Berlin: DDR-Liedermacher Kurt Demmler tot in seiner Zelle aufgefunden

Er saß wegen des Verdachts auf Kindesmissbrauch in Untersuchungshaft: Jetzt fand ein Justizangestellter in Berlin die Leiche des 65-jährigen Musikers Kurt Demmler. Er soll sich in seiner Zelle erhängt haben.

Berlin - Justizsprecher Daniel Abbou sagte am Dienstag, der 65-jährige Künstler sei um 6.20 Uhr erhängt von einem Justizbediensteten in seiner Zelle entdeckt worden. In den vergangenen Tagen habe nichts auf eine Selbstmordabsicht Demmlers gedeutet. Ein Abschiedsbrief sei zunächst nicht gefunden worden.

Tod in der Zelle: Sänger Kurt Demmler
DPA

Tod in der Zelle: Sänger Kurt Demmler

Am heutigen Dienstag um 13 Uhr sollte der Prozess wegen Kindesmissbrauchs gegen Demmler am Berliner Landgericht fortgesetzt werden. Ihm wurde vorgeworfen, sechs Mädchen im Alter von zehn bis 14 Jahren sexuell missbraucht zu haben. Insgesamt soll es von August 1995 bis November 1999 zu 212 Übergriffen gekommen sein. Bei seiner Festnahme im August hatte Demmler die Vorwürfe bestritten. Laut Verteidigerin Nicole Bede ist nach dem Freitod ihres Mandanten mit einer Einstellung des Verfahrens zu rechnen.

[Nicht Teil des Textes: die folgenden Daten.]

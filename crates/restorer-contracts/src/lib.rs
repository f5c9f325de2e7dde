pub mod chat;
pub mod events;
pub mod image;
pub mod outcome;
pub mod session;
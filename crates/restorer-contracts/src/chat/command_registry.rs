use super::intent_parser::Action;

#[derive(Clone, Copy, Debug)]
pub(crate) struct CommandSpec {
    pub command: &'static str,
    pub action: Action,
}

/// Commands that take exactly one path.
pub(crate) const PATH_COMMANDS: &[CommandSpec] = &[
    CommandSpec {
        command: "open",
        action: Action::Open,
    },
    CommandSpec {
        command: "upload",
        action: Action::Open,
    },
    CommandSpec {
        command: "replace",
        action: Action::Open,
    },
];

/// Commands whose path argument may be omitted.
pub(crate) const OPTIONAL_PATH_COMMANDS: &[CommandSpec] = &[
    CommandSpec {
        command: "save",
        action: Action::Save,
    },
    CommandSpec {
        command: "download",
        action: Action::Save,
    },
];

pub(crate) const NO_ARG_COMMANDS: &[CommandSpec] = &[
    CommandSpec {
        command: "restore",
        action: Action::Restore,
    },
    CommandSpec {
        command: "status",
        action: Action::Status,
    },
    CommandSpec {
        command: "help",
        action: Action::Help,
    },
    CommandSpec {
        command: "quit",
        action: Action::Quit,
    },
    CommandSpec {
        command: "exit",
        action: Action::Quit,
    },
];

pub const SESSION_HELP_COMMANDS: &[&str] = &[
    "/open <path>",
    "/replace <path>",
    "/restore",
    "/save [path]",
    "/status",
    "/help",
    "/quit",
];

pub(crate) fn find_action(command: &str, specs: &[CommandSpec]) -> Option<Action> {
    specs
        .iter()
        .find(|spec| spec.command == command)
        .map(|spec| spec.action)
}
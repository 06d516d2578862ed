#[cfg(feature = "tracing")]
use tracing::instrument;

use crate::{Ksuid, RandSource, TimeSource};

/// A stateless KSUID generator.
///
/// Each ID combines the current second (relative to the KSUID epoch) with 16
/// fresh random bytes. Ordering within one second is random.
///
/// # Example
///
/// ```
/// use sortid::{KsuidGenerator, SystemClock, ThreadRandom};
///
/// let generator = KsuidGenerator::new(SystemClock::default(), ThreadRandom);
/// let id = generator.generate_string();
/// assert_eq!(id.len(), 27);
/// ```
#[derive(Clone, Debug)]
pub struct KsuidGenerator<T, R> {
    clock: T,
    rng: R,
}

impl<T, R> KsuidGenerator<T, R>
where
    T: TimeSource,
    R: RandSource,
{
    /// `clock` must report Unix milliseconds.
    pub const fn new(clock: T, rng: R) -> Self {
        Self { clock, rng }
    }

    #[cfg_attr(feature = "tracing", instrument(level = "trace", skip(self)))]
    pub fn generate(&self) -> Ksuid {
        let unix_seconds = self.clock.current_millis() / 1000;
        Ksuid::from_unix_seconds(unix_seconds, self.rng.bytes())
    }

    pub fn generate_string(&self) -> String {
        self.generate().encode()
    }
}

Zu den Übergriffen soll es in Demmlers Wohnung in Prenzlauer Berg und in seiner Villa in Storkow in Brandenburg gekommen sein. Die Ermittler gingen davon aus, dass der Musiker seine mutmaßlichen Opfer unter dem Vorwand eines Castings zu sich nach Hause einlud. Demmler war bereits 2002 wegen ähnlicher Delikte zu einer Geldstrafe verurteilt worden.

Demmler war eine anerkannte Größe im Musikgeschäft der DDR. Er schrieb den Nina-Hagen-Hit "Du hast den Farbfilm vergessen" und textete für Karat, die Puhdys, Karussell und die Klaus Renft Combo.

Demmler war zu DDR-Zeiten auch politisch aktiv. Er gehörte zu den Unterzeichnern einer Resolution, mit der Rockmusiker im Herbst 1989 Veränderungen in der DDR forderten. Am 4. November 1989 war Demmler auf dem Alexanderplatz in Ost-Berlin bei der Massendemonstration gegen das SED-Regime aufgetreten.